4. keychord_init_action初始化组合键监听模块,这个函数调用了keychord_init函数
static int keychord_init_action(int nargs, char **args)
{
keychord_init();
return 0;
}
void keychord_init() {
service_for_each(add_service_keycodes);
// Nothing to do if no services require keychords.
if (!keychords) {
return;
}
keychord_fd = TEMP_FAILURE_RETRY(open("/dev/keychord", O_RDWR | O_CLOEXEC));
if (keychord_fd == -1) {
ERROR("could not open /dev/keychord: %s\n", strerror(errno));
return;
}
int ret = write(keychord_fd, keychords, keychords_length);
if (ret != keychords_length) {
ERROR("could not configure /dev/keychord %d: %s\n", ret, strerror(errno));
close(keychord_fd);
}
free(keychords);
keychords = nullptr;
register_epoll_handler(keychord_fd, handle_keychord);
}
keychord_init函数先是遍历各个service,然后调用add_service_keycodes函数,在add_service_keycodes函数中,主要看service有没有keycodes这个变量,有的话将新建一个keychord,然后将service的keycodes保存在这个变量中。最后还有一个全局的keychords,所以的数据最后都是可以通过这个全局指针找到。
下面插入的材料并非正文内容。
//! Alignment helpers shared by every buffer-backed strategy
//!
//! All alignments must be powers of two. `core::alloc::Layout` already
//! guarantees that for requests coming through [`crate::Allocator`].

/// Aligns a value up to the nearest multiple of alignment
///
/// # Examples
/// ```
/// use nebula_alloc::utils::align_up;
///
/// assert_eq!(align_up(7, 8), 8);
/// assert_eq!(align_up(8, 8), 8);
/// assert_eq!(align_up(9, 8), 16);
/// ```
#[inline(always)]
pub const fn align_up(value: usize, alignment: usize) -> usize {
    debug_assert!(alignment.is_power_of_two());
    (value + alignment - 1) & !(alignment - 1)
}

/// Aligns a value up, returning `None` instead of wrapping
///
/// Used on absolute addresses, where the rounding can cross `usize::MAX`.
///
/// # Examples
/// ```
/// use nebula_alloc::utils::checked_align_up;
///
/// assert_eq!(checked_align_up(9, 8), Some(16));
/// assert_eq!(checked_align_up(usize::MAX, 8), None);
/// ```
#[inline(always)]
pub const fn checked_align_up(value: usize, alignment: usize) -> Option<usize> {
    debug_assert!(alignment.is_power_of_two());
    match value.checked_add(alignment - 1) {
        Some(bumped) => Some(bumped & !(alignment - 1)),
        None => None,
    }
}

/// Checks if a value is aligned to the given alignment
///
/// # Examples
/// ```
/// use nebula_alloc::utils::is_aligned;
///
/// assert!(is_aligned(16, 8));
/// assert!(!is_aligned(17, 8));
/// ```
#[inline(always)]
pub const fn is_aligned(value: usize, alignment: usize) -> bool {
    debug_assert!(alignment.is_power_of_two());
    value & (alignment - 1) == 0
}

/// Calculates padding needed to align a value
///
/// # Examples
/// ```
/// use nebula_alloc::utils::padding_needed;
///
/// assert_eq!(padding_needed(7, 8), 1);
/// assert_eq!(padding_needed(8, 8), 0);
/// ```
#[inline(always)]
pub const fn padding_needed(value: usize, alignment: usize) -> usize {
    align_up(value, alignment) - value
}

/// Check if a pointer is properly aligned
#[inline(always)]
pub fn is_aligned_ptr<T>(ptr: *const T, alignment: usize) -> bool {
    is_aligned(ptr.addr(), alignment)
}

#[cfg(test)]
mod tests {
    use super::*;
    use rstest::rstest;

    #[rstest]
    #[case(0, 1, 0)]
    #[case(0, 8, 0)]
    #[case(1, 4, 4)]
    #[case(4, 4, 4)]
    #[case(5, 4, 8)]
    #[case(17, 16, 32)]
    #[case(4095, 4096, 4096)]
    fn align_up_rounds_to_next_multiple(
        #[case] value: usize,
        #[case] align: usize,
        #[case] expected: usize,
    ) {
        assert_eq!(align_up(value, align), expected);
        assert_eq!(checked_align_up(value, align), Some(expected));
        assert!(is_aligned(expected, align));
    }

    #[test]
    fn checked_align_up_detects_overflow() {
        assert_eq!(checked_align_up(usize::MAX - 2, 4), None);
        assert_eq!(checked_align_up(usize::MAX, 1), Some(usize::MAX));
    }

    #[test]
    fn padding() {
        assert_eq!(padding_needed(0, 16), 0);
        assert_eq!(padding_needed(1, 16), 15);
        assert_eq!(padding_needed(12, 8), 4);
    }

    #[test]
    fn pointer_alignment() {
        let value = 0u64;
        assert!(is_aligned_ptr(&raw const value, align_of::<u64>()));
    }
}
//! Stack allocator implementation

use core::alloc::Layout;
use core::fmt;
use core::ptr::NonNull;

#[cfg(feature = "logging")]
use tracing::{debug, trace};

use super::StackMarker;
use crate::buffer::fill_pattern;
use crate::config::AllocatorConfig;
use crate::cursor::BumpCursor;
use crate::error::AllocResult;
use crate::stats::{AllocatorStats, OptionalStats, StatisticsProvider};
use crate::traits::{Allocator, MemoryUsage, Resettable};

/// Stack allocator over a borrowed buffer
///
/// Allocation and in-place resizing behave exactly like
/// [`ArenaAllocator`](crate::ArenaAllocator). On top of that the stack can
/// release its most recent allocation and roll back to a [`StackMarker`].
///
/// # Memory Layout
/// ```text
/// [start]----[alloc1]----[alloc2]----[alloc3]----[cursor]----[free]----[end]
///             <------------ allocated ------------>   <--- available --->
/// ```
///
/// Only `alloc3` can be released individually; markers must be restored in
/// reverse order of creation.
pub struct StackAllocator<'buf> {
    cursor: BumpCursor<'buf>,
    config: AllocatorConfig,
    stats: OptionalStats,
}

impl<'buf> StackAllocator<'buf> {
    /// Creates a stack allocator over `buffer` with the default configuration
    pub fn new(buffer: &'buf mut [u8]) -> Self {
        Self::with_config(buffer, AllocatorConfig::default())
    }

    /// Creates a stack allocator over `buffer`
    pub fn with_config(buffer: &'buf mut [u8], config: AllocatorConfig) -> Self {
        #[cfg(feature = "logging")]
        debug!(capacity = buffer.len(), "created stack allocator");

        Self {
            cursor: BumpCursor::new(buffer),
            config,
            stats: OptionalStats::new(config.track_stats),
        }
    }

    /// Current top of the stack, as an offset into the buffer
    #[inline]
    pub fn offset(&self) -> usize {
        self.cursor.offset()
    }

    /// Size of the underlying buffer
    #[inline]
    pub fn capacity(&self) -> usize {
        self.cursor.capacity()
    }

    /// Records the current top of the stack
    #[inline]
    pub fn mark(&self) -> StackMarker {
        StackMarker {
            offset: self.cursor.offset(),
        }
    }

    /// Rolls the stack back to `marker`
    ///
    /// Everything allocated after the marker was taken is released at once.
    /// Restoring the marker just taken changes nothing.
    ///
    /// # Safety
    /// - `marker` must have been produced by this allocator
    /// - Markers must be restored in reverse order of creation; the marker
    ///   must not be ahead of the current top
    /// - Pointers allocated after the marker must not be used afterward
    pub unsafe fn restore(&self, marker: StackMarker) {
        let current = self.cursor.offset();
        debug_assert!(
            marker.offset <= current,
            "stack marker {} is ahead of the cursor {current}",
            marker.offset
        );

        if marker.offset < current {
            if let Some(byte) = self.config.release_pattern {
                // SAFETY: [marker, current) is allocated stack space the
                // caller has given up
                unsafe { self.cursor.buffer().fill(marker.offset, current - marker.offset, byte) };
            }
        }
        self.cursor.set_offset(marker.offset);

        #[cfg(feature = "logging")]
        trace!(from = current, to = marker.offset, "stack restored");
    }

    /// Releases `[ptr, ptr + size)` if it is the most recent allocation
    ///
    /// Returns `false`, leaving the stack untouched, for any other block.
    ///
    /// # Safety
    /// - `ptr` must come from this allocator and `size` must be its size
    /// - On success `ptr` must not be used afterward
    pub unsafe fn try_pop(&self, ptr: NonNull<u8>, size: usize) -> bool {
        if !self.cursor.is_top(ptr, size) {
            return false;
        }

        // SAFETY: the block is the live top allocation of `size` bytes
        unsafe { fill_pattern(ptr, size, self.config.release_pattern) };
        self.cursor.set_offset(self.cursor.offset() - size);
        true
    }
}

// SAFETY: spans come from BumpCursor; the cursor only moves back over
// memory the caller released or rolled back
unsafe impl Allocator for StackAllocator<'_> {
    fn allocate(&self, layout: Layout) -> AllocResult<NonNull<u8>> {
        self.cursor.allocate(layout, &self.config, &self.stats)
    }

    unsafe fn reallocate(
        &self,
        ptr: Option<NonNull<u8>>,
        old_size: usize,
        new_layout: Layout,
    ) -> AllocResult<NonNull<u8>> {
        // SAFETY: forwarded contract
        unsafe {
            self.cursor
                .reallocate(ptr, old_size, new_layout, &self.config, &self.stats)
        }
    }

    unsafe fn release(&self, ptr: Option<NonNull<u8>>, size: usize) {
        let Some(ptr) = ptr else { return };

        // SAFETY: forwarded contract
        if unsafe { self.try_pop(ptr, size) } {
            self.stats.record_release();
        }
    }
}

impl Resettable for StackAllocator<'_> {
    unsafe fn reset(&self) {
        // SAFETY: the start marker is never ahead of the cursor
        unsafe { self.restore(StackMarker::START) };
    }
}

impl MemoryUsage for StackAllocator<'_> {
    fn used_memory(&self) -> usize {
        self.offset()
    }

    fn available_memory(&self) -> Option<usize> {
        Some(self.cursor.remaining())
    }
}

impl StatisticsProvider for StackAllocator<'_> {
    fn statistics(&self) -> AllocatorStats {
        self.stats.snapshot()
    }

    fn reset_statistics(&self) {
        self.stats.reset();
    }

    fn statistics_enabled(&self) -> bool {
        self.stats.is_enabled()
    }
}

impl fmt::Debug for StackAllocator<'_> {
    fn fmt(&self, f: &mut fmt::Formatter<'_>) -> fmt::Result {
        f.debug_struct("StackAllocator")
            .field("offset", &self.offset())
            .field("capacity", &self.capacity())
            .finish_non_exhaustive()
    }
}

#[cfg(test)]
mod tests {
    use super::*;
    use crate::stack::StackFrame;

    fn bytes(size: usize) -> Layout {
        Layout::from_size_align(size, 1).unwrap()
    }

    #[test]
    fn release_only_reclaims_top() {
        let mut buffer = [0u8; 64];
        let stack = StackAllocator::new(&mut buffer);
        let first = stack.allocate(bytes(8)).unwrap();
        let second = stack.allocate(bytes(8)).unwrap();

        unsafe { stack.release(Some(first), 8) };
        assert_eq!(stack.offset(), 16);

        unsafe { stack.release(Some(second), 8) };
        assert_eq!(stack.offset(), 8);

        unsafe { stack.release(Some(first), 8) };
        assert_eq!(stack.offset(), 0);
    }

    #[test]
    fn release_null_is_no_op() {
        let mut buffer = [0u8; 16];
        let stack = StackAllocator::new(&mut buffer);
        stack.allocate(bytes(4)).unwrap();
        unsafe { stack.release(None, 4) };
        assert_eq!(stack.offset(), 4);
    }

    #[test]
    fn restore_immediately_is_idempotent() {
        let mut buffer = [0u8; 64];
        let stack = StackAllocator::new(&mut buffer);
        stack.allocate(bytes(10)).unwrap();

        let marker = stack.mark();
        unsafe { stack.restore(marker) };
        assert_eq!(stack.offset(), 10);
        assert_eq!(marker.offset(), 10);
    }

    #[test]
    fn nested_markers_restore_in_reverse() {
        let mut buffer = [0u8; 64];
        let stack = StackAllocator::new(&mut buffer);

        let outer = stack.mark();
        stack.allocate(bytes(4)).unwrap();
        let inner = stack.mark();
        stack.allocate(bytes(4)).unwrap();

        unsafe { stack.restore(inner) };
        assert_eq!(stack.offset(), 4);
        unsafe { stack.restore(outer) };
        assert_eq!(stack.offset(), 0);
    }

    #[test]
    fn restore_fills_released_range() {
        let mut buffer = [0u8; 8];
        {
            let stack = StackAllocator::with_config(&mut buffer, AllocatorConfig::debug());
            stack.allocate(bytes(2)).unwrap();
            let marker = stack.mark();
            stack.allocate(bytes(3)).unwrap();
            unsafe { stack.restore(marker) };
        }
        assert_eq!(buffer, [0xCC, 0xCC, 0xDD, 0xDD, 0xDD, 0, 0, 0]);
    }

    #[test]
    fn frames_out_of_order_do_not_move_forward() {
        let mut buffer = [0u8; 64];
        let stack = StackAllocator::new(&mut buffer);

        let outer = StackFrame::new(&stack);
        stack.allocate(bytes(8)).unwrap();
        let inner = StackFrame::new(&stack);
        stack.allocate(bytes(8)).unwrap();

        drop(outer);
        assert_eq!(stack.offset(), 0);
        drop(inner);
        assert_eq!(stack.offset(), 0);
    }

    #[test]
    fn reset_returns_to_start() {
        let mut buffer = [0u8; 64];
        let stack = StackAllocator::with_config(&mut buffer, AllocatorConfig::debug());
        stack.allocate(bytes(30)).unwrap();
        unsafe { stack.reset() };

        assert_eq!(stack.offset(), 0);
        assert_eq!(stack.statistics().allocation_count, 1);
        assert_eq!(stack.memory_usage().available, Some(64));
    }
}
void add_service_keycodes(struct service *svc)
{
struct input_keychord *keychord;
int i, size;
if (svc->keycodes) {
/* add a new keychord to the list */
size = sizeof(*keychord) + svc->nkeycodes * sizeof(keychord->keycodes[0]);
keychords = (input_keychord*) realloc(keychords, keychords_length + size);
if (!keychords) {
ERROR("could not allocate keychords\n");
keychords_length = 0;
keychords_count = 0;
return;
}
keychord = (struct input_keychord *)((char *)keychords + keychords_length);
keychord->version = KEYCHORD_VERSION;
keychord->id = keychords_count + 1;
keychord->count = svc->nkeycodes;
svc->keychord_id = keychord->id;
for (i = 0; i < svc->nkeycodes; i++) {
keychord->keycodes[i] = svc->keycodes[i];
}
keychords_count++;
keychords_length += size;
}
}
然后我们把keychords这个全局变量数据写入/dev/keychord文件中,最后调用register_epoll_handler函数把这个fd注册到epoll中。
int ret = write(keychord_fd, keychords, keychords_length);
if (ret != keychords_length) {
ERROR("could not configure /dev/keychord %d: %s\n", ret, strerror(errno));
close(keychord_fd);
}
free(keychords);
keychords = nullptr;
register_epoll_handler(keychord_fd, handle_keychord);
最后在这个fd有数据来的时候,我们读取出来,通过service_find_by_keychord看与哪个service的的keychord匹配,匹配的话就把service启动。但是前提是and_enabled是running。
static void handle_keychord() {
struct service *svc;
char adb_enabled[PROP_VALUE_MAX];
int ret;
__u16 id;
// Only handle keychords if adb is enabled.
property_get("init.svc.adbd", adb_enabled);
ret = read(keychord_fd, &id, sizeof(id));
if (ret != sizeof(id)) {
ERROR("could not read keychord id\n");
return;
}
if (!strcmp(adb_enabled, "running")) {
svc = service_find_by_keychord(id);
if (svc) {
INFO("Starting service %s from keychord\n", svc->name);
service_start(svc, NULL);
} else {
ERROR("service for keychord %d not found\n", id);
}
}
}
5. console_init_action是显示A N D R O I D 字样的logo。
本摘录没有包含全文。